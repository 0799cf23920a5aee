// SPDX-License-Identifier: GPL-3.0

//! [`Connection`] implementation over a JSON-RPC client.

use super::{
	Connection, StorageChangeSet, StorageUpdate, StorageUpdateSink, SubscriptionHandle,
	SubscriptionMethod,
};
use crate::error::{RpcClientError, TransportError};
use async_trait::async_trait;
use parking_lot::Mutex;
use std::{
	collections::HashMap,
	sync::{
		Arc,
		atomic::{AtomicU64, Ordering},
	},
};
use subxt::{backend::rpc::RpcClient, ext::subxt_rpcs::client::RpcParams};
use tokio_util::sync::CancellationToken;
use url::Url;

/// Storage subscriptions multiplexed over one RPC client.
///
/// Every subscription is driven by its own task that forwards notifications to the sink until
/// cancelled or until the node closes the subscription.
pub struct RpcConnection {
	client: RpcClient,
	next_handle: AtomicU64,
	active: Arc<Mutex<HashMap<SubscriptionHandle, CancellationToken>>>,
}

impl RpcConnection {
	/// Wrap an existing RPC client.
	pub fn new(client: RpcClient) -> Self {
		Self { client, next_handle: AtomicU64::new(0), active: Arc::default() }
	}

	/// Connect to a node.
	///
	/// # Arguments
	/// * `endpoint` - WebSocket URL of the node's RPC endpoint.
	pub async fn connect(endpoint: &Url) -> Result<Self, RpcClientError> {
		let client = RpcClient::from_url(endpoint.as_str()).await.map_err(|e| {
			RpcClientError::ConnectionFailed { endpoint: endpoint.to_string(), message: e.to_string() }
		})?;
		Ok(Self::new(client))
	}

	/// Number of subscriptions currently forwarded.
	pub fn active_subscriptions(&self) -> usize {
		self.active.lock().len()
	}
}

#[async_trait]
impl Connection for RpcConnection {
	async fn subscribe(
		&self,
		method: SubscriptionMethod,
		params: Vec<String>,
		sink: Arc<dyn StorageUpdateSink>,
	) -> Result<SubscriptionHandle, TransportError> {
		let failed = |message: String| TransportError::SubscriptionFailed {
			method: method.subscribe,
			message,
		};
		let mut rpc_params = RpcParams::new();
		rpc_params.push(params).map_err(|e| failed(e.to_string()))?;
		let mut subscription = self
			.client
			.subscribe::<StorageChangeSet>(method.subscribe, rpc_params, method.unsubscribe)
			.await
			.map_err(|e| failed(e.to_string()))?;

		let handle = SubscriptionHandle(self.next_handle.fetch_add(1, Ordering::Relaxed));
		let token = CancellationToken::new();
		self.active.lock().insert(handle, token.clone());

		let active = self.active.clone();
		tokio::spawn(async move {
			loop {
				let notification = tokio::select! {
					_ = token.cancelled() => break,
					notification = subscription.next() => notification,
				};
				match notification {
					Some(Ok(change_set)) => match StorageUpdate::try_from(change_set) {
						Ok(update) => sink.on_update(update).await,
						Err(err) => sink.on_failure(err, false),
					},
					Some(Err(err)) => sink.on_failure(
						TransportError::SubscriptionFailed {
							method: method.subscribe,
							message: err.to_string(),
						},
						false,
					),
					None => {
						sink.on_failure(TransportError::Closed, true);
						break;
					},
				}
			}
			active.lock().remove(&handle);
			log::debug!("Storage subscription {} finished", handle.0);
		});

		Ok(handle)
	}

	fn cancel(&self, handle: SubscriptionHandle) {
		if let Some(token) = self.active.lock().remove(&handle) {
			token.cancel();
		}
	}
}
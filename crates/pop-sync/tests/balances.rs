// SPDX-License-Identifier: GPL-3.0

//! End-to-end balance synchronization against a mocked node.

use pop_sync::{
	BalanceRemoteSubscriptionService, ChainId, Completion, EventCenter, MemoryStore,
	PersistenceStore, RemoteSubscriptionService, SyncEvent,
	chain::{AssetModel, AssetType, ChainModel},
	models::{AssetBalance, TransferableMode},
	testing::{
		ALICE, MockConnection, MockRuntimeProvider, RecordingTransactionSubscription,
		account_info, account_storage_key, native_chain, registry_with,
	},
	transport::{StorageChange, StorageUpdate},
	types::{AccountId, BlockHash, ChainAssetId},
};
use std::{collections::BTreeSet, sync::Arc};

struct Fixture {
	balances: BalanceRemoteSubscriptionService,
	service: Arc<RemoteSubscriptionService>,
	connection: Arc<MockConnection>,
	store: Arc<MemoryStore>,
	events: EventCenter,
}

fn fixture(chain: ChainModel) -> Fixture {
	let _ = env_logger::builder().is_test(true).try_init();
	let connection = Arc::new(MockConnection::new());
	let registry = registry_with(chain, connection.clone(), Arc::new(MockRuntimeProvider::new()));
	let store = Arc::new(MemoryStore::new());
	let service = Arc::new(RemoteSubscriptionService::with_current_runtime(registry, store.clone()));
	let events = EventCenter::default();
	Fixture {
		balances: BalanceRemoteSubscriptionService::new(service.clone(), events.clone()),
		service,
		connection,
		store,
		events,
	}
}

async fn stored_balance(store: &MemoryStore, chain_asset_id: &ChainAssetId) -> Option<AssetBalance> {
	let key = AssetBalance::storage_key(chain_asset_id, &AccountId::from(ALICE));
	let bytes = store.get(&key).await.unwrap()?;
	Some(serde_json::from_slice(&bytes).unwrap())
}

#[tokio::test]
async fn native_balance_updates_are_persisted_and_published() {
	let chain = native_chain("polkadot");
	let fx = fixture(chain.clone());
	let alice = AccountId::from(ALICE);
	let transaction = Arc::new(RecordingTransactionSubscription::default());
	let mut events = fx.events.subscribe();
	let (completion, done) = Completion::channel();

	let id = fx
		.balances
		.attach_to_balances(&alice, &chain, None, Some(transaction.clone()), Some(completion))
		.unwrap();
	assert_eq!(done.await.unwrap(), Ok(()));
	let params = fx.connection.subscribed_params();
	assert_eq!(params.len(), 1);
	assert_eq!(params[0].len(), 4);
	assert_eq!(params[0][0], format!("0x{}", hex::encode(account_storage_key(&ALICE))));

	let block = BlockHash::from_low_u64_be(11);
	fx.connection
		.push(StorageUpdate {
			block_hash: Some(block),
			changes: vec![StorageChange {
				key: account_storage_key(&ALICE),
				value: Some(account_info(1_000, 200, 300)),
			}],
		})
		.await;

	let chain_asset_id = chain.chain_asset_id(0);
	let balance = stored_balance(&fx.store, &chain_asset_id).await.unwrap();
	assert_eq!((balance.free, balance.reserved, balance.frozen), (1_000, 200, 300));
	assert_eq!(balance.transferable_mode, TransferableMode::Fungible);
	assert_eq!(balance.transferable(), 900);
	assert_eq!(
		events.recv().await.unwrap(),
		SyncEvent::AssetBalanceChanged { chain_asset_id, account_id: alice.clone(), block: Some(block) }
	);
	assert_eq!(transaction.blocks(), vec![block]);

	let (completion, done) = Completion::channel();
	fx.balances.detach_from_balances(id, &alice, &chain, None, Some(completion));
	assert_eq!(done.await.unwrap(), Ok(()));
	assert!(fx.service.is_empty());
	assert_eq!(fx.connection.active_count(), 0);
}

#[tokio::test]
async fn identical_balance_requests_share_a_subscription() {
	let chain = native_chain("polkadot");
	let fx = fixture(chain.clone());
	let alice = AccountId::from(ALICE);
	let (completion, done) = Completion::channel();

	let first = fx.balances.attach_to_balances(&alice, &chain, None, None, None).unwrap();
	let second = fx.balances.attach_to_balances(&alice, &chain, None, None, Some(completion)).unwrap();
	done.await.unwrap().unwrap();
	assert_eq!(fx.connection.subscription_count(), 1);
	assert_eq!(fx.service.len(), 1);

	fx.balances.detach_from_balances(first, &alice, &chain, None, None);
	assert_eq!(fx.connection.active_count(), 1);
	fx.balances.detach_from_balances(second, &alice, &chain, None, None);
	assert_eq!(fx.connection.active_count(), 0);
}

#[tokio::test]
async fn asset_sets_get_their_own_subscriptions() {
	let mut chain = native_chain("asset-hub");
	chain.assets.push(AssetModel {
		asset_id: 1,
		symbol: "USDT".into(),
		enabled: true,
		asset_type: AssetType::Statemine { pallet_name: None, id: "1984".into() },
	});
	let fx = fixture(chain.clone());
	let alice = AccountId::from(ALICE);
	let (native_done_tx, native_done) = Completion::channel();
	let (all_done_tx, all_done) = Completion::channel();

	let native = BTreeSet::from([0]);
	fx.balances.attach_to_balances(&alice, &chain, Some(&native), None, Some(native_done_tx)).unwrap();
	fx.balances.attach_to_balances(&alice, &chain, None, None, Some(all_done_tx)).unwrap();

	assert_eq!(native_done.await.unwrap(), Ok(()));
	assert_eq!(all_done.await.unwrap(), Ok(()));
	assert_eq!(fx.service.len(), 2);
	let mut sizes: Vec<_> = fx.connection.subscribed_params().iter().map(Vec::len).collect();
	sizes.sort();
	assert_eq!(sizes, vec![4, 6]);
}

#[tokio::test]
async fn single_asset_subscription_uses_its_own_key() {
	let chain = native_chain("polkadot");
	let fx = fixture(chain.clone());
	let alice = AccountId::from(ALICE);
	let (completion, done) = Completion::channel();

	let all = fx.balances.attach_to_balances(&alice, &chain, None, None, None).unwrap();
	let single = fx.balances.attach_to_asset_balance(&alice, &chain, 0, None, Some(completion)).unwrap();
	done.await.unwrap().unwrap();
	assert_eq!(fx.service.len(), 2);

	fx.balances.detach_from_asset_balance(single, &alice, &chain, 0, None);
	fx.balances.detach_from_balances(all, &alice, &chain, None, None);
	assert!(fx.service.is_empty());
}

#[tokio::test]
async fn chains_without_supported_assets_attach_nothing() {
	let chain = ChainModel {
		chain_id: ChainId::new("moonbeam"),
		name: "Moonbeam".into(),
		assets: vec![AssetModel {
			asset_id: 0,
			symbol: "GLMR".into(),
			enabled: true,
			asset_type: AssetType::Evm,
		}],
		is_ethereum_based: true,
	};
	let fx = fixture(chain.clone());

	let id = fx.balances.attach_to_balances(&AccountId::new([7u8; 20]), &chain, None, None, None);

	assert!(id.is_none());
	assert!(fx.service.is_empty());
}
-------------------------
Problem description:
Set down, exactly as they appear, the lines above from the first one to the line that holds "subscriptions currently forwarded.", both included, please, and no others.

Output:
repository 0799cf23920a5aee
// SPDX-License-Identifier: GPL-3.0

//! [`Connection`] implementation over a JSON-RPC client.

use super::{
	Connection, StorageChangeSet, StorageUpdate, StorageUpdateSink, SubscriptionHandle,
	SubscriptionMethod,
};
use crate::error::{RpcClientError, TransportError};
use async_trait::async_trait;
use parking_lot::Mutex;
use std::{
	collections::HashMap,
	sync::{
		Arc,
		atomic::{AtomicU64, Ordering},
	},
};
use subxt::{backend::rpc::RpcClient, ext::subxt_rpcs::client::RpcParams};
use tokio_util::sync::CancellationToken;
use url::Url;

/// Storage subscriptions multiplexed over one RPC client.
///
/// Every subscription is driven by its own task that forwards notifications to the sink until
/// cancelled or until the node closes the subscription.
pub struct RpcConnection {
	client: RpcClient,
	next_handle: AtomicU64,
	active: Arc<Mutex<HashMap<SubscriptionHandle, CancellationToken>>>,
}

impl RpcConnection {
	/// Wrap an existing RPC client.
	pub fn new(client: RpcClient) -> Self {
		Self { client, next_handle: AtomicU64::new(0), active: Arc::default() }
	}

	/// Connect to a node.
	///
	/// # Arguments
	/// * `endpoint` - WebSocket URL of the node's RPC endpoint.
	pub async fn connect(endpoint: &Url) -> Result<Self, RpcClientError> {
		let client = RpcClient::from_url(endpoint.as_str()).await.map_err(|e| {
			RpcClientError::ConnectionFailed { endpoint: endpoint.to_string(), message: e.to_string() }
		})?;
		Ok(Self::new(client))
	}

	/// Number of subscriptions currently forwarded.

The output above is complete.